THE TASK: Each entry must be written out again exactly as it stands.

─── GIVEN RECORDS

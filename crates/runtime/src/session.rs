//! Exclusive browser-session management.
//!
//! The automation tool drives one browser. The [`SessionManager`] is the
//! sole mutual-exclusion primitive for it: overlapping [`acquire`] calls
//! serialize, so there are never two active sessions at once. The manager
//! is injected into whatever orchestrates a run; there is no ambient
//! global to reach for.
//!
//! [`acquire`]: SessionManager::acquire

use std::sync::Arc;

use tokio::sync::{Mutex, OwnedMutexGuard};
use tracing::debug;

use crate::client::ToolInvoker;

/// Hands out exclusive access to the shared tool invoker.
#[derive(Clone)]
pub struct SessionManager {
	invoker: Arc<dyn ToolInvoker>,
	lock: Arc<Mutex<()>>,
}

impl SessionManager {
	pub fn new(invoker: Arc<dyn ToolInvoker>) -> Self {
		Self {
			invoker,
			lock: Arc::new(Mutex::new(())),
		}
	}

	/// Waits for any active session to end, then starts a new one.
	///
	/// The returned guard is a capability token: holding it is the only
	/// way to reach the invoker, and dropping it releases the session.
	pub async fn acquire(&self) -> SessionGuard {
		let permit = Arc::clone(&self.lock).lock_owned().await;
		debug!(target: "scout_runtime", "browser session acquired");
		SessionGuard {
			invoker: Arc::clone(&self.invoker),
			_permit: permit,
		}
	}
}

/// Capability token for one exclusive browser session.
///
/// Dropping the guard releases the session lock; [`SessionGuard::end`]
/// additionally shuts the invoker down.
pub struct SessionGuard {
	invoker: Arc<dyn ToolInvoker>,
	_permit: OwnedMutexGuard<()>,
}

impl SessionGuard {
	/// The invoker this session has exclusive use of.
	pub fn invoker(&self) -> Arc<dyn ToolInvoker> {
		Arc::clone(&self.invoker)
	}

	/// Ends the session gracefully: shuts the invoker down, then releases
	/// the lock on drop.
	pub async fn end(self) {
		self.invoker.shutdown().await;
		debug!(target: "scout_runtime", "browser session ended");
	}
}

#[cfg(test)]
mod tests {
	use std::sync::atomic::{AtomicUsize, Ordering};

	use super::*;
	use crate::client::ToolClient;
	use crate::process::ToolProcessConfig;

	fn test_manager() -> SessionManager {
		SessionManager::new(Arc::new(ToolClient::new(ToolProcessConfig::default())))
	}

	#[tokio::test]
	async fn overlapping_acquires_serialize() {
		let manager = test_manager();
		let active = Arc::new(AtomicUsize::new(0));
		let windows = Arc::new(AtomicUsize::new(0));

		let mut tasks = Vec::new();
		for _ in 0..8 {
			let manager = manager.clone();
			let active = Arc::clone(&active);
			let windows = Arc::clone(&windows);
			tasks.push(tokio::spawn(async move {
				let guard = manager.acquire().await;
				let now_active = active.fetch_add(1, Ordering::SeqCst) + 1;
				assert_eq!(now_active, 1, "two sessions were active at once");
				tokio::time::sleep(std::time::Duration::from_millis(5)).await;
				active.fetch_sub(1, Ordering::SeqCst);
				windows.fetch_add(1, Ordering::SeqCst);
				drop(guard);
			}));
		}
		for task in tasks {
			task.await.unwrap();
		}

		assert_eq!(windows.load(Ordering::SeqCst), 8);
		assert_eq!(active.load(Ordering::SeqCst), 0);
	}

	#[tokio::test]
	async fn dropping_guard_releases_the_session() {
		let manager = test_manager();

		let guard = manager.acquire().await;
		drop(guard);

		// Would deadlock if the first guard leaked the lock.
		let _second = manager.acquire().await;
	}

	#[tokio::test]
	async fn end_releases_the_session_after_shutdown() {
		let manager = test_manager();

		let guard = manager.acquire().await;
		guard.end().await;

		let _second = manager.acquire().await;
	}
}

──────

ANSWER BELOW:
filename crates/runtime/src/session.rs
//! Exclusive browser-session management.
//!
//! The automation tool drives one browser. The [`SessionManager`] is the
//! sole mutual-exclusion primitive for it: overlapping [`acquire`] calls
//! serialize, so there are never two active sessions at once. The manager
//! is injected into whatever orchestrates a run; there is no ambient
//! global to reach for.
//!
//! [`acquire`]: SessionManager::acquire

use std::sync::Arc;

use tokio::sync::{Mutex, OwnedMutexGuard};
use tracing::debug;

use crate::client::ToolInvoker;

/// Hands out exclusive access to the shared tool invoker.
#[derive(Clone)]
pub struct SessionManager {
	invoker: Arc<dyn ToolInvoker>,
	lock: Arc<Mutex<()>>,
}

impl SessionManager {
	pub fn new(invoker: Arc<dyn ToolInvoker>) -> Self {
		Self {
			invoker,
			lock: Arc::new(Mutex::new(())),
		}
	}

	/// Waits for any active session to end, then starts a new one.
	///
	/// The returned guard is a capability token: holding it is the only
	/// way to reach the invoker, and dropping it releases the session.
	pub async fn acquire(&self) -> SessionGuard {
		let permit = Arc::clone(&self.lock).lock_owned().await;
		debug!(target: "scout_runtime", "browser session acquired");
		SessionGuard {
			invoker: Arc::clone(&self.invoker),
			_permit: permit,
		}
	}
}

/// Capability token for one exclusive browser session.
///
/// Dropping the guard releases the session lock; [`SessionGuard::end`]
/// additionally shuts the invoker down.
pub struct SessionGuard {
	invoker: Arc<dyn ToolInvoker>,
	_permit: OwnedMutexGuard<()>,
}

impl SessionGuard {
	/// The invoker this session has exclusive use of.
	pub fn invoker(&self) -> Arc<dyn ToolInvoker> {
		Arc::clone(&self.invoker)
	}

	/// Ends the session gracefully: shuts the invoker down, then releases
	/// the lock on drop.
	pub async fn end(self) {
		self.invoker.shutdown().await;
		debug!(target: "scout_runtime", "browser session ended");
	}
}

#[cfg(test)]
mod tests {
	use std::sync::atomic::{AtomicUsize, Ordering};

	use super::*;
	use crate::client::ToolClient;
	use crate::process::ToolProcessConfig;

	fn test_manager() -> SessionManager {
		SessionManager::new(Arc::new(ToolClient::new(ToolProcessConfig::default())))
	}

	#[tokio::test]
	async fn overlapping_acquires_serialize() {
		let manager = test_manager();
		let active = Arc::new(AtomicUsize::new(0));
		let windows = Arc::new(AtomicUsize::new(0));

		let mut tasks = Vec::new();
		for _ in 0..8 {
			let manager = manager.clone();
			let active = Arc::clone(&active);
			let windows = Arc::clone(&windows);
			tasks.push(tokio::spawn(async move {
				let guard = manager.acquire().await;
				let now_active = active.fetch_add(1, Ordering::SeqCst) + 1;
				assert_eq!(now_active, 1, "two sessions were active at once");
				tokio::time::sleep(std::time::Duration::from_millis(5)).await;
				active.fetch_sub(1, Ordering::SeqCst);
				windows.fetch_add(1, Ordering::SeqCst);
				drop(guard);
			}));
		}
		for task in tasks {
			task.await.unwrap();
		}

		assert_eq!(windows.load(Ordering::SeqCst), 8);
		assert_eq!(active.load(Ordering::SeqCst), 0);
	}

	#[tokio::test]
	async fn dropping_guard_releases_the_session() {
		let manager = test_manager();

		let guard = manager.acquire().await;
		drop(guard);

		// Would deadlock if the first guard leaked the lock.
		let _second = manager.acquire().await;
	}

	#[tokio::test]
	async fn end_releases_the_session_after_shutdown() {
		let manager = test_manager();

		let guard = manager.acquire().await;
		guard.end().await;

		let _second = manager.acquire().await;
	}
}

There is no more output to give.